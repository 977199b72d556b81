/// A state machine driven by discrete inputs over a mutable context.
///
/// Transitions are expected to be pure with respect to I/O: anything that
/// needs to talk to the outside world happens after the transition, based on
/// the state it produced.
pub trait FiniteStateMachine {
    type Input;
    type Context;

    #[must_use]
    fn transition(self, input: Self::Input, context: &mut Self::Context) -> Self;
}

━━━

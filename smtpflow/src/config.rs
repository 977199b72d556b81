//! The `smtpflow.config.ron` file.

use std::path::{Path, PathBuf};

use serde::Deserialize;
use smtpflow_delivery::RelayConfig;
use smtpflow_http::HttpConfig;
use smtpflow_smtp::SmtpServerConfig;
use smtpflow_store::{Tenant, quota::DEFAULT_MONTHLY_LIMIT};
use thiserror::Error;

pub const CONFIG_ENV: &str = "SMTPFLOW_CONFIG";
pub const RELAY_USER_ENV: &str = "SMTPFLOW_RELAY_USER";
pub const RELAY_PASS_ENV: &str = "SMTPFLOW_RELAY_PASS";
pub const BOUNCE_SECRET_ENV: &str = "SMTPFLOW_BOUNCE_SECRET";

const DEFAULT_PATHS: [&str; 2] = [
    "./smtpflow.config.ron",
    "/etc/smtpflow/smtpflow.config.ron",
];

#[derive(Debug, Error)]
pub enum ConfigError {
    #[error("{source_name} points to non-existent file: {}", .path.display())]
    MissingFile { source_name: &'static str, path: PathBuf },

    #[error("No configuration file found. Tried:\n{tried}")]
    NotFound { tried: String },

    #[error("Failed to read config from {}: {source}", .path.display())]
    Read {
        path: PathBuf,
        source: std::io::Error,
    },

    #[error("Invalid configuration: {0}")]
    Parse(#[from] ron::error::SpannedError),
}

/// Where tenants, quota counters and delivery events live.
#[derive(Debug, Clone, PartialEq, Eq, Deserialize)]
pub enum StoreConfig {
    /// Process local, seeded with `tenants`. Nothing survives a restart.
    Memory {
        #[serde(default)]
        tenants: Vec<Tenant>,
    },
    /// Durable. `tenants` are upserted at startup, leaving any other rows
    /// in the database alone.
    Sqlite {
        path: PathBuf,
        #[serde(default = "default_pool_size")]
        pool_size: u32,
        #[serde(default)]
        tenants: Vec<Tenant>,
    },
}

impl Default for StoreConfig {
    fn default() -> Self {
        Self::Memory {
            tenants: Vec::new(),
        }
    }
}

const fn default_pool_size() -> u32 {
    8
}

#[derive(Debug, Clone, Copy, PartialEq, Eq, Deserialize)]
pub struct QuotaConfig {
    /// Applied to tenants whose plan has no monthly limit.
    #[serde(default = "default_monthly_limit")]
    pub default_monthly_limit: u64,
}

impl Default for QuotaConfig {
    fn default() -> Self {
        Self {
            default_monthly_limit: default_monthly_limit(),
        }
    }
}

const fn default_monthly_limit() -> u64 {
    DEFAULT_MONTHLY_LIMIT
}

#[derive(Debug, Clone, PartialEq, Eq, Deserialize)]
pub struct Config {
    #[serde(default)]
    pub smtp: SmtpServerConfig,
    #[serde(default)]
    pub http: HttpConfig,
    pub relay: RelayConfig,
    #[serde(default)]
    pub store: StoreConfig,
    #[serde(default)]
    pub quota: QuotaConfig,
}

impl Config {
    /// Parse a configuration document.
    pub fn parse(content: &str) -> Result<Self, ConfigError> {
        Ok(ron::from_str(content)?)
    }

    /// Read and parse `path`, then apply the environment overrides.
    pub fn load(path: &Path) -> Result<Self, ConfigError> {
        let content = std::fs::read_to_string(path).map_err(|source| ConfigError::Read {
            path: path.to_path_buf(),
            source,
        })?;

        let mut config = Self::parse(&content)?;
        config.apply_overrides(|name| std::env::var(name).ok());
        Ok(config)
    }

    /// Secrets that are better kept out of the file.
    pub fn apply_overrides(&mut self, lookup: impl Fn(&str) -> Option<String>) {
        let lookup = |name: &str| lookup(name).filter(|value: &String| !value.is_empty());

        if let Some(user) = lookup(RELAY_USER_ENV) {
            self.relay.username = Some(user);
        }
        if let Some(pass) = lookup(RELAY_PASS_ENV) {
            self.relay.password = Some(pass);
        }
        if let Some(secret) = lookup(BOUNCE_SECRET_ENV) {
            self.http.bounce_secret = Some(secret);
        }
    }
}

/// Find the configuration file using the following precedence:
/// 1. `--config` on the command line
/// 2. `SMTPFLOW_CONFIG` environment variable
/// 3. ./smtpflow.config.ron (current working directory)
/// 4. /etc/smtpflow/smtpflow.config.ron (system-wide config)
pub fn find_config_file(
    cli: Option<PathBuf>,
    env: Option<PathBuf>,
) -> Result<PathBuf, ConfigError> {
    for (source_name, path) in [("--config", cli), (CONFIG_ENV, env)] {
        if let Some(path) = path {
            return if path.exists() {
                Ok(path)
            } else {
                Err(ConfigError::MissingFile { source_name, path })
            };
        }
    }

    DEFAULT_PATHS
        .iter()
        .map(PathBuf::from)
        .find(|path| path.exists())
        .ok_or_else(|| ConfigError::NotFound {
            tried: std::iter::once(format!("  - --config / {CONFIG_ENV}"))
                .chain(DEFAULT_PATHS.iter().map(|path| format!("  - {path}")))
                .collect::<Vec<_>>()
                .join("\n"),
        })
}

━━━

Exercise instructions: The required output is each line of the entries that contains the word "iter".

Problem solution:
        .iter()
            tried: std::iter::once(format!("  - --config / {CONFIG_ENV}"))
                .chain(DEFAULT_PATHS.iter().map(|path| format!("  - {path}")))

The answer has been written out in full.